[Dataset excerpts]
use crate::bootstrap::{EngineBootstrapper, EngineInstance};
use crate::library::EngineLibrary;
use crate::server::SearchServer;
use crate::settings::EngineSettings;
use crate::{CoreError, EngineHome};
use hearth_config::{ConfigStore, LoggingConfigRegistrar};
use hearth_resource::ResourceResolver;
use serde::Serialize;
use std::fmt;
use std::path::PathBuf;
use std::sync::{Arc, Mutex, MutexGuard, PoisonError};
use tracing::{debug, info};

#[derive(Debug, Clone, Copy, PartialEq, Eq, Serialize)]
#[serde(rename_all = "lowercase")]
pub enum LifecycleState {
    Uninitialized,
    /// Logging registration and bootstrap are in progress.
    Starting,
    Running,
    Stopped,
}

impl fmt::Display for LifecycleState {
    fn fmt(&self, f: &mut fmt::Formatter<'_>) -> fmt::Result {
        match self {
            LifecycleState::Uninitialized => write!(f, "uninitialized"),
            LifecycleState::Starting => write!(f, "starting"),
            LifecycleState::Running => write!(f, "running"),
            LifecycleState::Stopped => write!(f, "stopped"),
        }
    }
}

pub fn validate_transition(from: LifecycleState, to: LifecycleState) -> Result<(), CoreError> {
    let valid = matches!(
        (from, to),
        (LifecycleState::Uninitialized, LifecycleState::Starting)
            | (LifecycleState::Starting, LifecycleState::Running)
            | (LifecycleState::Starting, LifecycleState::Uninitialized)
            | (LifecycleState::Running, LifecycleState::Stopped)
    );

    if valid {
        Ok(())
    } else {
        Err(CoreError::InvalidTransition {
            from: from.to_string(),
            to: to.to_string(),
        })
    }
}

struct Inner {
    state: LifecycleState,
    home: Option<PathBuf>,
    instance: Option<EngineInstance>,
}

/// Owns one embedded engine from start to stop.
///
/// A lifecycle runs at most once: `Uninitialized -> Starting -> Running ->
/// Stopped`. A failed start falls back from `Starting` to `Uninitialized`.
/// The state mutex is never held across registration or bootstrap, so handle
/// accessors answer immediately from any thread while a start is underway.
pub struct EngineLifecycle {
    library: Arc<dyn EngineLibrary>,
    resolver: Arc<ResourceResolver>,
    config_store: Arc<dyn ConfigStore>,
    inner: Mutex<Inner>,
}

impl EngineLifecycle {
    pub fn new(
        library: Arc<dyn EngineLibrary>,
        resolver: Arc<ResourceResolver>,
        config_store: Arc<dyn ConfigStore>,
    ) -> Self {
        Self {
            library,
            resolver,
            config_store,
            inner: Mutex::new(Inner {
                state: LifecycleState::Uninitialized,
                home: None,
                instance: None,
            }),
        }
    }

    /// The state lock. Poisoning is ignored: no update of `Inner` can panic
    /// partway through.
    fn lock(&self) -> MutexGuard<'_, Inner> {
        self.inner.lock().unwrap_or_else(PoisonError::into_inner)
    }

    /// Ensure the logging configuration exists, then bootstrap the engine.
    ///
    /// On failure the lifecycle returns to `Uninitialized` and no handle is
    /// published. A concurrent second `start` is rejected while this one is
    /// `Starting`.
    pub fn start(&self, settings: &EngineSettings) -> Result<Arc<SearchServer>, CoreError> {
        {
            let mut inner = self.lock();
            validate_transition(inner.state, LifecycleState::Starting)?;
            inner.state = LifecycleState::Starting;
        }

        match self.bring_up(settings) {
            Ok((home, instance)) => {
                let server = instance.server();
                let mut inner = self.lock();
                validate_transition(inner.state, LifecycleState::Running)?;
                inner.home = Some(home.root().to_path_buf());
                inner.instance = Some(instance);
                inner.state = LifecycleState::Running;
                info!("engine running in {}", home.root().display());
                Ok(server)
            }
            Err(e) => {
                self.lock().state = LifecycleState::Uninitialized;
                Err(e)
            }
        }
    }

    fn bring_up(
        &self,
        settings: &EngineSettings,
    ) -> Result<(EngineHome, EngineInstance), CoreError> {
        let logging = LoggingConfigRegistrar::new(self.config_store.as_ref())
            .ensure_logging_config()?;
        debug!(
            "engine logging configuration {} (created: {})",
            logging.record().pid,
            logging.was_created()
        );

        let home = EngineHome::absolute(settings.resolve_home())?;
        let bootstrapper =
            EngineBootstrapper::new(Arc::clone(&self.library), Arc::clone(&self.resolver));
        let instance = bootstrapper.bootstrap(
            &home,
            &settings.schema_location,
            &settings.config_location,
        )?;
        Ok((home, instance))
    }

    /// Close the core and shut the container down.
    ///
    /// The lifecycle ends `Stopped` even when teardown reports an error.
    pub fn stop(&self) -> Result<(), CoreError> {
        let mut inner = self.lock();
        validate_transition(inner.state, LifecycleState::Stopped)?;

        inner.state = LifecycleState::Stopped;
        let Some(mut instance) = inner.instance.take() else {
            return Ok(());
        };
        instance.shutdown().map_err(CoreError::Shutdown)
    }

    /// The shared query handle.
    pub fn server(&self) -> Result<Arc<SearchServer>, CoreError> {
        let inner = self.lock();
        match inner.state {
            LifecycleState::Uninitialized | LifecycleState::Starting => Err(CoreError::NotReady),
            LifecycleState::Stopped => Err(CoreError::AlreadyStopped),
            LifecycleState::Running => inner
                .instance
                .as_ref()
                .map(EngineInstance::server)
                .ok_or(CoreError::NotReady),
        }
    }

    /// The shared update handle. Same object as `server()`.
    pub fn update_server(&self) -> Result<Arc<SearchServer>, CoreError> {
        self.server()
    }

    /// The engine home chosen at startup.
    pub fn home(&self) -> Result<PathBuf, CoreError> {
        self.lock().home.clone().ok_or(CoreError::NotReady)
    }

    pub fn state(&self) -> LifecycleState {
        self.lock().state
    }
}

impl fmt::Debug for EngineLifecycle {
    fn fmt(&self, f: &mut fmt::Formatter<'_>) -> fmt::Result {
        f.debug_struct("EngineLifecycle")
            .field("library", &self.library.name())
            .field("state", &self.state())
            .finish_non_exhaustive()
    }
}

# Exercise directions
Could you reproduce every record exactly as written?

# Result
use crate::bootstrap::{EngineBootstrapper, EngineInstance};
use crate::library::EngineLibrary;
use crate::server::SearchServer;
use crate::settings::EngineSettings;
use crate::{CoreError, EngineHome};
use hearth_config::{ConfigStore, LoggingConfigRegistrar};
use hearth_resource::ResourceResolver;
use serde::Serialize;
use std::fmt;
use std::path::PathBuf;
use std::sync::{Arc, Mutex, MutexGuard, PoisonError};
use tracing::{debug, info};

#[derive(Debug, Clone, Copy, PartialEq, Eq, Serialize)]
#[serde(rename_all = "lowercase")]
pub enum LifecycleState {
    Uninitialized,
    /// Logging registration and bootstrap are in progress.
    Starting,
    Running,
    Stopped,
}

impl fmt::Display for LifecycleState {
    fn fmt(&self, f: &mut fmt::Formatter<'_>) -> fmt::Result {
        match self {
            LifecycleState::Uninitialized => write!(f, "uninitialized"),
            LifecycleState::Starting => write!(f, "starting"),
            LifecycleState::Running => write!(f, "running"),
            LifecycleState::Stopped => write!(f, "stopped"),
        }
    }
}

pub fn validate_transition(from: LifecycleState, to: LifecycleState) -> Result<(), CoreError> {
    let valid = matches!(
        (from, to),
        (LifecycleState::Uninitialized, LifecycleState::Starting)
            | (LifecycleState::Starting, LifecycleState::Running)
            | (LifecycleState::Starting, LifecycleState::Uninitialized)
            | (LifecycleState::Running, LifecycleState::Stopped)
    );

    if valid {
        Ok(())
    } else {
        Err(CoreError::InvalidTransition {
            from: from.to_string(),
            to: to.to_string(),
        })
    }
}

struct Inner {
    state: LifecycleState,
    home: Option<PathBuf>,
    instance: Option<EngineInstance>,
}

/// Owns one embedded engine from start to stop.
///
/// A lifecycle runs at most once: `Uninitialized -> Starting -> Running ->
/// Stopped`. A failed start falls back from `Starting` to `Uninitialized`.
/// The state mutex is never held across registration or bootstrap, so handle
/// accessors answer immediately from any thread while a start is underway.
pub struct EngineLifecycle {
    library: Arc<dyn EngineLibrary>,
    resolver: Arc<ResourceResolver>,
    config_store: Arc<dyn ConfigStore>,
    inner: Mutex<Inner>,
}

impl EngineLifecycle {
    pub fn new(
        library: Arc<dyn EngineLibrary>,
        resolver: Arc<ResourceResolver>,
        config_store: Arc<dyn ConfigStore>,
    ) -> Self {
        Self {
            library,
            resolver,
            config_store,
            inner: Mutex::new(Inner {
                state: LifecycleState::Uninitialized,
                home: None,
                instance: None,
            }),
        }
    }

    /// The state lock. Poisoning is ignored: no update of `Inner` can panic
    /// partway through.
    fn lock(&self) -> MutexGuard<'_, Inner> {
        self.inner.lock().unwrap_or_else(PoisonError::into_inner)
    }

    /// Ensure the logging configuration exists, then bootstrap the engine.
    ///
    /// On failure the lifecycle returns to `Uninitialized` and no handle is
    /// published. A concurrent second `start` is rejected while this one is
    /// `Starting`.
    pub fn start(&self, settings: &EngineSettings) -> Result<Arc<SearchServer>, CoreError> {
        {
            let mut inner = self.lock();
            validate_transition(inner.state, LifecycleState::Starting)?;
            inner.state = LifecycleState::Starting;
        }

        match self.bring_up(settings) {
            Ok((home, instance)) => {
                let server = instance.server();
                let mut inner = self.lock();
                validate_transition(inner.state, LifecycleState::Running)?;
                inner.home = Some(home.root().to_path_buf());
                inner.instance = Some(instance);
                inner.state = LifecycleState::Running;
                info!("engine running in {}", home.root().display());
                Ok(server)
            }
            Err(e) => {
                self.lock().state = LifecycleState::Uninitialized;
                Err(e)
            }
        }
    }

    fn bring_up(
        &self,
        settings: &EngineSettings,
    ) -> Result<(EngineHome, EngineInstance), CoreError> {
        let logging = LoggingConfigRegistrar::new(self.config_store.as_ref())
            .ensure_logging_config()?;
        debug!(
            "engine logging configuration {} (created: {})",
            logging.record().pid,
            logging.was_created()
        );

        let home = EngineHome::absolute(settings.resolve_home())?;
        let bootstrapper =
            EngineBootstrapper::new(Arc::clone(&self.library), Arc::clone(&self.resolver));
        let instance = bootstrapper.bootstrap(
            &home,
            &settings.schema_location,
            &settings.config_location,
        )?;
        Ok((home, instance))
    }

    /// Close the core and shut the container down.
    ///
    /// The lifecycle ends `Stopped` even when teardown reports an error.
    pub fn stop(&self) -> Result<(), CoreError> {
        let mut inner = self.lock();
        validate_transition(inner.state, LifecycleState::Stopped)?;

        inner.state = LifecycleState::Stopped;
        let Some(mut instance) = inner.instance.take() else {
            return Ok(());
        };
        instance.shutdown().map_err(CoreError::Shutdown)
    }

    /// The shared query handle.
    pub fn server(&self) -> Result<Arc<SearchServer>, CoreError> {
        let inner = self.lock();
        match inner.state {
            LifecycleState::Uninitialized | LifecycleState::Starting => Err(CoreError::NotReady),
            LifecycleState::Stopped => Err(CoreError::AlreadyStopped),
            LifecycleState::Running => inner
                .instance
                .as_ref()
                .map(EngineInstance::server)
                .ok_or(CoreError::NotReady),
        }
    }

    /// The shared update handle. Same object as `server()`.
    pub fn update_server(&self) -> Result<Arc<SearchServer>, CoreError> {
        self.server()
    }

    /// The engine home chosen at startup.
    pub fn home(&self) -> Result<PathBuf, CoreError> {
        self.lock().home.clone().ok_or(CoreError::NotReady)
    }

    pub fn state(&self) -> LifecycleState {
        self.lock().state
    }
}

impl fmt::Debug for EngineLifecycle {
    fn fmt(&self, f: &mut fmt::Formatter<'_>) -> fmt::Result {
        f.debug_struct("EngineLifecycle")
            .field("library", &self.library.name())
            .field("state", &self.state())
            .finish_non_exhaustive()
    }
}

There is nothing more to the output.